On Saturday, 27 October 2012 at 01:08:12 UTC, Jonathan M Davis 
> On Saturday, October 27, 2012 01:09:39 Alex Rønne Petersen 
> wrote:
>> On 27-10-2012 01:03, Minas wrote:
>> > So the delete keyword has been deprecated - so good bye 
>> > manual memory management...
>> Um, no. Use destroy() from the object module instead.
> Definitely, though it's important to note that what it's doing 
> is inherently different. It destroys what you pass to it but 
> does _not_ free the memory, which is why it's safer.
>> To free memory
>> from the GC, use core.memory.GC.free().
> Yes. But using core.memory.GC.free is unsafe for the same 
> reasons that delete is. It's just that it's a druntime function 
> instead of a part of the language, so it's less likely for 
> someone to free GC memory without knowing what they're doing. 

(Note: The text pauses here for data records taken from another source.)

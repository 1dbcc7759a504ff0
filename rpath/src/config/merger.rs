//! Configuration merging and precedence handling.

use crate::config::loader::ConfigSource;
use crate::config::schema::{Config, PolicyConfig};

/// Merges configuration sources according to precedence rules.
///
/// # Examples
///
/// ```
/// use rpath::config::{Config, ConfigMerger};
/// use rpath::OutputFormat;
///
/// let low = Config { output_format: Some(OutputFormat::Human), ..Default::default() };
/// let high = Config { output_format: Some(OutputFormat::Json), ..Default::default() };
///
/// let mut result = low;
/// ConfigMerger::merge_into(&mut result, &high);
/// assert_eq!(result.output_format, Some(OutputFormat::Json));
/// ```
pub struct ConfigMerger;

impl ConfigMerger {
    /// Merge sources given in order from lowest to highest precedence.
    #[must_use]
    pub fn merge(sources: Vec<ConfigSource>) -> Config {
        let mut result = Config::default();
        for source in sources {
            Self::merge_into(&mut result, &source.config);
        }
        result
    }

    /// Merge source config into target (source overwrites target).
    ///
    /// Policy settings merge field by field, so a file that only sets
    /// `max_path_length` keeps the other policy values from below it.
    pub fn merge_into(target: &mut Config, source: &Config) {
        if source.output_format.is_some() {
            target.output_format = source.output_format;
        }

        if let Some(ref source_policy) = source.policy {
            target.policy = Some(match &target.policy {
                Some(target_policy) => Self::merge_policy(target_policy, source_policy),
                None => source_policy.clone(),
            });
        }
    }

    fn merge_policy(target: &PolicyConfig, source: &PolicyConfig) -> PolicyConfig {
        PolicyConfig {
            reject_control_chars: source.reject_control_chars.or(target.reject_control_chars),
            max_path_length: source.max_path_length.or(target.max_path_length),
            max_segment_length: source.max_segment_length.or(target.max_segment_length),
            require_absolute: source.require_absolute.or(target.require_absolute),
        }
    }
}
//! Check command implementation.
//!
//! Applies the configured path policy to each argument. Every path is
//! reported; the command fails if any of them was rejected.

use crate::error::CliError;
use crate::utils::{load_configuration, output_format, path_policy, print_output, GlobalOptions};
use clap::Args;
use rpath::{OutputFormat, RemotePath};
use serde_json::json;

/// Validate paths against the configured policy.
#[derive(Args)]
pub struct CheckCommand {
    /// Paths to validate
    #[arg(value_name = "PATH", required = true, allow_hyphen_values = true)]
    pub paths: Vec<String>,

    /// Require absolute paths, whatever the configuration says
    #[arg(long)]
    pub require_absolute: bool,
}

impl CheckCommand {
    /// Execute the check command.
    pub fn execute(self, global: &GlobalOptions) -> Result<(), CliError> {
        let config = load_configuration(global)?;
        let mut policy = path_policy(&config)?;
        if self.require_absolute {
            policy.require_absolute = true;
        }
        log::debug!("checking with {policy:?}");

        let results: Vec<(RemotePath, Option<String>)> = self
            .paths
            .into_iter()
            .map(RemotePath::from)
            .map(|path| {
                let reason = policy.check(&path).err().map(|e| e.to_string());
                (path, reason)
            })
            .collect();
        let rejected = results.iter().filter(|(_, r)| r.is_some()).count();

        let output = match output_format(global, &config) {
            OutputFormat::Human => results
                .iter()
                .map(|(path, reason)| match reason {
                    None => format!("ok: {}", path.native()),
                    Some(reason) => reason.clone(),
                })
                .collect::<Vec<_>>()
                .join("\n"),
            OutputFormat::Json => {
                let entries: Vec<_> = results
                    .iter()
                    .map(|(path, reason)| {
                        json!({ "path": path, "ok": reason.is_none(), "reason": reason })
                    })
                    .collect();
                serde_json::to_string_pretty(&entries)
                    .map_err(|e| CliError::Library(e.into()))?
            }
        };
        print_output(&output)?;

        if rejected > 0 {
            return Err(CliError::SemanticFailure(format!(
                "{rejected} of {} paths rejected",
                results.len()
            )));
        }
        Ok(())
    }
}
//! Diagnostics backend for the `log` facade.
//!
//! Library code reports config discovery and policy decisions with
//! `log::debug!` and friends. [`Logger`] is the backend the `rpath` tool
//! installs to print those records on stderr, filtered by a [`LogLevel`]
//! chosen from `--verbose`/`--quiet` or `RPATH_LOG_MODE`.

use std::env;
use std::fmt;

use log::{LevelFilter, Log, Metadata, Record, SetLoggerError};

/// Environment variable selecting the log level when no flag is given.
pub const LOG_MODE_ENV: &str = "RPATH_LOG_MODE";

/// How much diagnostic output reaches stderr.
///
/// # Examples
///
/// ```
/// use rpath::LogLevel;
///
/// assert!(LogLevel::Quiet < LogLevel::Verbose);
/// assert_eq!(LogLevel::Verbose.filter(), log::LevelFilter::Debug);
/// ```
#[derive(Debug, Clone, Copy, PartialEq, Eq, PartialOrd, Ord)]
pub enum LogLevel {
    /// Nothing at all.
    Quiet,
    /// Warnings and errors.
    Normal,
    /// Everything down to debug records, e.g. which config files were read.
    Verbose,
}

impl LogLevel {
    /// Parse `quiet`, `normal` or `verbose`, ignoring case.
    ///
    /// # Errors
    ///
    /// Returns an error message for any other value.
    pub fn parse(s: &str) -> Result<Self, String> {
        match s.to_lowercase().as_str() {
            "quiet" => Ok(Self::Quiet),
            "normal" => Ok(Self::Normal),
            "verbose" => Ok(Self::Verbose),
            _ => Err(format!("invalid log mode: {s} (expected quiet, normal or verbose)")),
        }
    }

    /// The `log` filter this level lets through.
    #[must_use]
    pub const fn filter(self) -> LevelFilter {
        match self {
            Self::Quiet => LevelFilter::Off,
            Self::Normal => LevelFilter::Warn,
            Self::Verbose => LevelFilter::Debug,
        }
    }
}

impl fmt::Display for LogLevel {
    fn fmt(&self, f: &mut fmt::Formatter<'_>) -> fmt::Result {
        f.write_str(match self {
            Self::Quiet => "quiet",
            Self::Normal => "normal",
            Self::Verbose => "verbose",
        })
    }
}

/// Stderr backend for the `log` facade.
///
/// # Examples
///
/// ```
/// use log::{Level, Log, Metadata};
/// use rpath::{LogLevel, Logger};
///
/// let logger = Logger::new(LogLevel::Normal);
/// let debug = Metadata::builder().level(Level::Debug).build();
/// assert!(!logger.enabled(&debug));
/// ```
#[derive(Debug, Clone, Copy)]
pub struct Logger {
    level: LogLevel,
}

impl Logger {
    /// Create a backend that prints records allowed by `level`.
    #[must_use]
    pub const fn new(level: LogLevel) -> Self {
        Self { level }
    }

    /// The level this backend filters by.
    #[must_use]
    pub const fn level(&self) -> LogLevel {
        self.level
    }

    /// Install as the global `log` backend and set the matching max level.
    ///
    /// # Errors
    ///
    /// Fails if a backend was already installed in this process.
    pub fn install(self) -> Result<(), SetLoggerError> {
        log::set_boxed_logger(Box::new(self))?;
        log::set_max_level(self.level.filter());
        Ok(())
    }

    fn line(record: &Record<'_>) -> String {
        format!("{}: {}", record.level(), record.args())
    }
}

impl Default for Logger {
    fn default() -> Self {
        Self::new(LogLevel::Normal)
    }
}

impl Log for Logger {
    fn enabled(&self, metadata: &Metadata<'_>) -> bool {
        metadata.level() <= self.level.filter()
    }

    fn log(&self, record: &Record<'_>) {
        if self.enabled(record.metadata()) {
            eprintln!("{}", Self::line(record));
        }
    }

    fn flush(&self) {}
}

/// Pick the backend level: `--verbose` wins over `--quiet`, either wins
/// over a valid `RPATH_LOG_MODE`, and `Normal` is the fallback.
///
/// The returned logger is not installed; call [`Logger::install`].
///
/// # Examples
///
/// ```
/// use rpath::{init_logger, LogLevel};
///
/// assert_eq!(init_logger(true, true).level(), LogLevel::Verbose);
/// ```
#[must_use]
pub fn init_logger(verbose: bool, quiet: bool) -> Logger {
    let level = if verbose {
        LogLevel::Verbose
    } else if quiet {
        LogLevel::Quiet
    } else {
        env::var(LOG_MODE_ENV)
            .ok()
            .and_then(|mode| LogLevel::parse(&mode).ok())
            .unwrap_or(LogLevel::Normal)
    };
    Logger::new(level)
}
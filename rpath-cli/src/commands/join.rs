//! Join command implementation.
//!
//! Folds `combine` over its arguments from left to right. An absolute part
//! is appended below the accumulated path rather than replacing it.

use crate::error::CliError;
use crate::utils::{load_configuration, output_format, path_policy, print_output, GlobalOptions};
use clap::Args;
use rpath::{OutputFormat, RemotePath};

/// Concatenate paths left to right.
#[derive(Args)]
pub struct JoinCommand {
    /// Starting path
    #[arg(value_name = "BASE", allow_hyphen_values = true)]
    pub base: String,

    /// Paths to append, in order
    #[arg(value_name = "PART", required = true, allow_hyphen_values = true)]
    pub parts: Vec<String>,

    /// Validate the result against the configured policy
    #[arg(long)]
    pub check: bool,
}

impl JoinCommand {
    /// Execute the join command.
    pub fn execute(self, global: &GlobalOptions) -> Result<(), CliError> {
        let config = load_configuration(global)?;

        let mut path = RemotePath::from(self.base);
        for part in &self.parts {
            path /= part.as_str();
            log::debug!("joined {part:?}: {path}");
        }

        if self.check {
            path_policy(&config)?.check(&path)?;
        }

        let output = match output_format(global, &config) {
            OutputFormat::Human => path.into_string(),
            OutputFormat::Json => serde_json::json!({ "path": path }).to_string(),
        };
        print_output(&output)
    }
}
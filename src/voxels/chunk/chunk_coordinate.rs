//! # Chunk Coordinate Module
//!
//! Chunks span the full world height, so they are addressed by a 2D integer
//! coordinate. This is the world's cache key.

use std::fmt;

use cgmath::Point3;
use serde::{Deserialize, Serialize};

use super::{SIZE_X, SIZE_Z};

/// The position of a chunk in chunk units (not blocks). Equality is by component.
#[derive(Copy, Clone, Debug, PartialEq, Eq, Hash, Default, Serialize, Deserialize)]
pub struct ChunkCoordinate {
    pub cx: i32,
    pub cz: i32,
}

impl ChunkCoordinate {
    pub const fn new(cx: i32, cz: i32) -> Self {
        ChunkCoordinate { cx, cz }
    }

    /// Splits a world-space column into the chunk that contains it and the
    /// local `(x, z)` column inside that chunk.
    ///
    /// Uses floor division, so `-1` lands in chunk `-1` at local column `SIZE - 1`.
    pub fn from_world_position(world_x: i32, world_z: i32) -> (ChunkCoordinate, i32, i32) {
        (
            ChunkCoordinate::new(world_x.div_euclid(SIZE_X), world_z.div_euclid(SIZE_Z)),
            world_x.rem_euclid(SIZE_X),
            world_z.rem_euclid(SIZE_Z),
        )
    }

    /// World-space position of this chunk's `(0, 0, 0)` cell.
    ///
    /// Block positions only fit in `i32` for chunk coordinates within
    /// `i32::MIN / SIZE_X ..= i32::MAX / SIZE_X`. Beyond that the result wraps.
    pub fn world_origin(&self) -> Point3<i32> {
        Point3::new(self.cx.wrapping_mul(SIZE_X), 0, self.cz.wrapping_mul(SIZE_Z))
    }

    /// Every coordinate within `distance` chunks of `self` along both axes.
    ///
    /// Ordered with the X offset outermost and the Z offset innermost, which is the
    /// slot order a renderer uses when it keeps one buffer per chunk around the player.
    /// Offsets that would leave the `i32` range are skipped.
    pub fn area(&self, distance: u32) -> impl Iterator<Item = ChunkCoordinate> {
        let center = *self;
        let distance = distance.min(i32::MAX as u32) as i32;
        (-distance..=distance)
            .filter_map(move |dcx| center.cx.checked_add(dcx))
            .flat_map(move |cx| {
                (-distance..=distance)
                    .filter_map(move |dcz| center.cz.checked_add(dcz))
                    .map(move |cz| ChunkCoordinate::new(cx, cz))
            })
    }
}

impl fmt::Display for ChunkCoordinate {
    fn fmt(&self, f: &mut fmt::Formatter<'_>) -> fmt::Result {
        write!(f, "({}, {})", self.cx, self.cz)
    }
}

> It's there because there _are_ times when it makes sense and is 
> useful, but it's definitely not safe, so you have to be careful 
> and know what you're doing.

What do you mean by saying "it's definitely not safe" here?

I mean: if I'm careful and know what I'm doing, e.g. remove all 
the reference to  any part of the `object` before call 
core.memory.GC.free(object), is there still any inherit "unsafe" 
side of `free` I should be aware of?